Records from a dataset:
----

//! Named camera-motion effects as closed-form transforms of time.
//!
//! Every effect is evaluable at an arbitrary `t` without carried state, so segments can be
//! prepared independently and frames can be produced in any order.

use rand::Rng as _;

use crate::foundation::core::{Affine, Canvas, Vec2};
use crate::foundation::math::{clamp01, lerp};

/// Ken Burns end scale (start scale is 1.0).
pub const KEN_BURNS_SCALE: f64 = 1.2;
/// Dolly zoom end scale; a steeper ramp than Ken Burns.
pub const DOLLY_SCALE: f64 = 1.5;
/// Pan/tilt travel at full duration, in pixels.
pub const PAN_BUDGET_PX: f64 = 100.0;
/// Crane scale at the zoomed-in end.
pub const CRANE_SCALE: f64 = 1.15;
/// Crane vertical travel at full duration, in pixels.
pub const CRANE_RISE_PX: f64 = 60.0;
/// Orbit rotation at full duration (5 degrees).
pub const ORBIT_SWEEP_RAD: f64 = 5.0 * std::f64::consts::PI / 180.0;
/// Shake offsets are drawn from `[-SHAKE_AMPLITUDE_PX, SHAKE_AMPLITUDE_PX]` on each axis.
pub const SHAKE_AMPLITUDE_PX: f64 = 12.0;

#[derive(Clone, Copy, Debug, PartialEq, Eq, Hash, serde::Serialize, serde::Deserialize)]
#[serde(rename_all = "snake_case")]
/// Closed set of supported motion effects.
pub enum MotionEffect {
    /// Identity; also the landing spot for unknown names.
    Static,
    /// Scale 1.0 → 1.2.
    KenBurnsZoomIn,
    /// Scale 1.2 → 1.0.
    KenBurnsZoomOut,
    /// Horizontal offset 0 → -100 px.
    PanLeft,
    /// Horizontal offset 0 → +100 px.
    PanRight,
    /// Vertical offset 0 → -100 px.
    TiltUp,
    /// Vertical offset 0 → +100 px.
    TiltDown,
    /// Per-sample random offset within ±12 px.
    Shake,
    /// Scale 1.0 → 1.5.
    DollyZoom,
    /// Scale 1.0 → 1.15 while rising 60 px.
    CraneUp,
    /// Scale 1.15 → 1.0 while sinking 60 px.
    CraneDown,
    /// Rotation 0 → 5 degrees.
    Orbit,
}

impl MotionEffect {
    /// Every effect, in declaration order.
    pub const ALL: [Self; 12] = [
        Self::Static,
        Self::KenBurnsZoomIn,
        Self::KenBurnsZoomOut,
        Self::PanLeft,
        Self::PanRight,
        Self::TiltUp,
        Self::TiltDown,
        Self::Shake,
        Self::DollyZoom,
        Self::CraneUp,
        Self::CraneDown,
        Self::Orbit,
    ];

    /// Canonical snake_case name.
    pub fn name(self) -> &'static str {
        match self {
            Self::Static => "static",
            Self::KenBurnsZoomIn => "ken_burns_zoom_in",
            Self::KenBurnsZoomOut => "ken_burns_zoom_out",
            Self::PanLeft => "pan_left",
            Self::PanRight => "pan_right",
            Self::TiltUp => "tilt_up",
            Self::TiltDown => "tilt_down",
            Self::Shake => "shake",
            Self::DollyZoom => "dolly_zoom",
            Self::CraneUp => "crane_up",
            Self::CraneDown => "crane_down",
            Self::Orbit => "orbit",
        }
    }

    /// Strict lookup; `None` for names outside the closed set.
    pub fn parse(name: &str) -> Option<Self> {
        let key = name.trim().to_ascii_lowercase().replace(['-', ' '], "_");
        match key.as_str() {
            "static" | "none" => Some(Self::Static),
            "ken_burns_zoom_in" => Some(Self::KenBurnsZoomIn),
            "ken_burns_zoom_out" => Some(Self::KenBurnsZoomOut),
            "pan_left" => Some(Self::PanLeft),
            "pan_right" => Some(Self::PanRight),
            "tilt_up" => Some(Self::TiltUp),
            "tilt_down" => Some(Self::TiltDown),
            "shake" => Some(Self::Shake),
            "dolly_zoom" => Some(Self::DollyZoom),
            "crane_up" => Some(Self::CraneUp),
            "crane_down" => Some(Self::CraneDown),
            "orbit" => Some(Self::Orbit),
            _ => None,
        }
    }

    /// Lenient lookup used by the compositor: unknown names render as [`MotionEffect::Static`].
    pub fn from_name(name: &str) -> Self {
        Self::parse(name).unwrap_or_else(|| {
            tracing::warn!(effect = name, "unknown motion effect, rendering as static");
            Self::Static
        })
    }

    /// Bind the effect to a frame size and duration.
    pub fn curve(self, width: u32, height: u32, duration_secs: f64) -> MotionCurve {
        MotionCurve {
            effect: self,
            width: f64::from(width.max(1)),
            height: f64::from(height.max(1)),
            duration_secs: if duration_secs.is_finite() {
                duration_secs.max(0.0)
            } else {
                0.0
            },
        }
    }

    fn max_offset_px(self) -> Vec2 {
        match self {
            Self::PanLeft | Self::PanRight => Vec2::new(PAN_BUDGET_PX, 0.0),
            Self::TiltUp | Self::TiltDown => Vec2::new(0.0, PAN_BUDGET_PX),
            Self::CraneUp | Self::CraneDown => Vec2::new(0.0, CRANE_RISE_PX),
            Self::Shake => Vec2::new(SHAKE_AMPLITUDE_PX, SHAKE_AMPLITUDE_PX),
            _ => Vec2::ZERO,
        }
    }

    fn max_rotation_rad(self) -> f64 {
        match self {
            Self::Orbit => ORBIT_SWEEP_RAD,
            _ => 0.0,
        }
    }
}

#[derive(Clone, Copy, Debug, PartialEq, serde::Serialize)]
/// Frame geometry at one instant, relative to the frame centre.
pub struct MotionTransform {
    /// Uniform scale (1.0 = fitted size).
    pub scale: f64,
    /// Horizontal displacement in pixels; positive moves content right.
    pub offset_x: f64,
    /// Vertical displacement in pixels; positive moves content down.
    pub offset_y: f64,
    /// Clockwise rotation in radians.
    pub rotation: f64,
}

impl MotionTransform {
    pub const IDENTITY: Self = Self {
        scale: 1.0,
        offset_x: 0.0,
        offset_y: 0.0,
        rotation: 0.0,
    };
}

impl MotionTransform {
    /// Cover-fit `content_w` x `content_h` onto `canvas`, grow by `overscan`, then apply this
    /// transform about the canvas centre.
    pub fn to_affine(
        self,
        canvas: Canvas,
        content_w: u32,
        content_h: u32,
        overscan: f64,
    ) -> Affine {
        let cw = f64::from(content_w.max(1));
        let ch = f64::from(content_h.max(1));
        let cover = (f64::from(canvas.width) / cw).max(f64::from(canvas.height) / ch);
        let c = canvas.center();
        Affine::translate(Vec2::new(c.x + self.offset_x, c.y + self.offset_y))
            * Affine::rotate(self.rotation)
            * Affine::scale(self.scale * cover * overscan)
            * Affine::translate(Vec2::new(-cw / 2.0, -ch / 2.0))
    }
}

impl Default for MotionTransform {
    fn default() -> Self {
        Self::IDENTITY
    }
}

#[derive(Clone, Copy, Debug, PartialEq)]
/// An effect bound to a frame size and duration; evaluate with [`MotionCurve::at`].
pub struct MotionCurve {
    effect: MotionEffect,
    width: f64,
    height: f64,
    duration_secs: f64,
}

impl MotionCurve {
    pub fn effect(&self) -> MotionEffect {
        self.effect
    }

    pub fn duration_secs(&self) -> f64 {
        self.duration_secs
    }

    /// Normalised position in `[0, 1]`; a zero-length curve stays at its start.
    pub fn progress(&self, t: f64) -> f64 {
        if self.duration_secs <= 0.0 {
            return 0.0;
        }
        clamp01(t / self.duration_secs)
    }

    /// Geometry at `t` seconds into the curve.
    pub fn at(&self, t: f64) -> MotionTransform {
        let p = self.progress(t);
        let id = MotionTransform::IDENTITY;
        match self.effect {
            MotionEffect::Static => id,
            MotionEffect::KenBurnsZoomIn => MotionTransform {
                scale: lerp(1.0, KEN_BURNS_SCALE, p),
                ..id
            },
            MotionEffect::KenBurnsZoomOut => MotionTransform {
                scale: lerp(KEN_BURNS_SCALE, 1.0, p),
                ..id
            },
            MotionEffect::PanLeft => MotionTransform {
                offset_x: -PAN_BUDGET_PX * p,
                ..id
            },
            MotionEffect::PanRight => MotionTransform {
                offset_x: PAN_BUDGET_PX * p,
                ..id
            },
            MotionEffect::TiltUp => MotionTransform {
                offset_y: -PAN_BUDGET_PX * p,
                ..id
            },
            MotionEffect::TiltDown => MotionTransform {
                offset_y: PAN_BUDGET_PX * p,
                ..id
            },
            MotionEffect::Shake => {
                let mut rng = rand::thread_rng();
                MotionTransform {
                    offset_x: rng.gen_range(-SHAKE_AMPLITUDE_PX..=SHAKE_AMPLITUDE_PX),
                    offset_y: rng.gen_range(-SHAKE_AMPLITUDE_PX..=SHAKE_AMPLITUDE_PX),
                    ..id
                }
            }
            MotionEffect::DollyZoom => MotionTransform {
                scale: lerp(1.0, DOLLY_SCALE, p),
                ..id
            },
            MotionEffect::CraneUp => MotionTransform {
                scale: lerp(1.0, CRANE_SCALE, p),
                offset_y: -CRANE_RISE_PX * p,
                ..id
            },
            MotionEffect::CraneDown => MotionTransform {
                scale: lerp(CRANE_SCALE, 1.0, p),
                offset_y: CRANE_RISE_PX * p,
                ..id
            },
            MotionEffect::Orbit => MotionTransform {
                rotation: ORBIT_SWEEP_RAD * p,
                ..id
            },
        }
    }

    /// Extra scale applied on top of cover-fit so the effect's largest excursion never
    /// uncovers the frame edge.
    pub fn overscan(&self) -> f64 {
        let off = self.effect.max_offset_px();
        let sx = 1.0 + 2.0 * off.x / self.width;
        let sy = 1.0 + 2.0 * off.y / self.height;
        let rot = self.effect.max_rotation_rad();
        let aspect = (self.width / self.height).max(self.height / self.width);
        let sr = rot.cos() + rot.sin() * aspect;
        sx.max(sy) * sr.max(1.0)
    }

    /// Affine mapping content pixels (`content_w` x `content_h`, origin top-left) onto `canvas`
    /// at time `t`: cover-fit plus overscan, then the effect's scale/rotation about the canvas
    /// centre, then its offset.
    pub fn affine_at(&self, t: f64, canvas: Canvas, content_w: u32, content_h: u32) -> Affine {
        self.at(t).to_affine(canvas, content_w, content_h, self.overscan())
    }
}

#[cfg(test)]
#[path = "../../tests/unit/effects/motion.rs"]
mod tests;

----

Extract every line of the records above that contains the word "parse".

*SOLVED EXERCISE*:
    pub fn parse(name: &str) -> Option<Self> {
        Self::parse(name).unwrap_or_else(|| {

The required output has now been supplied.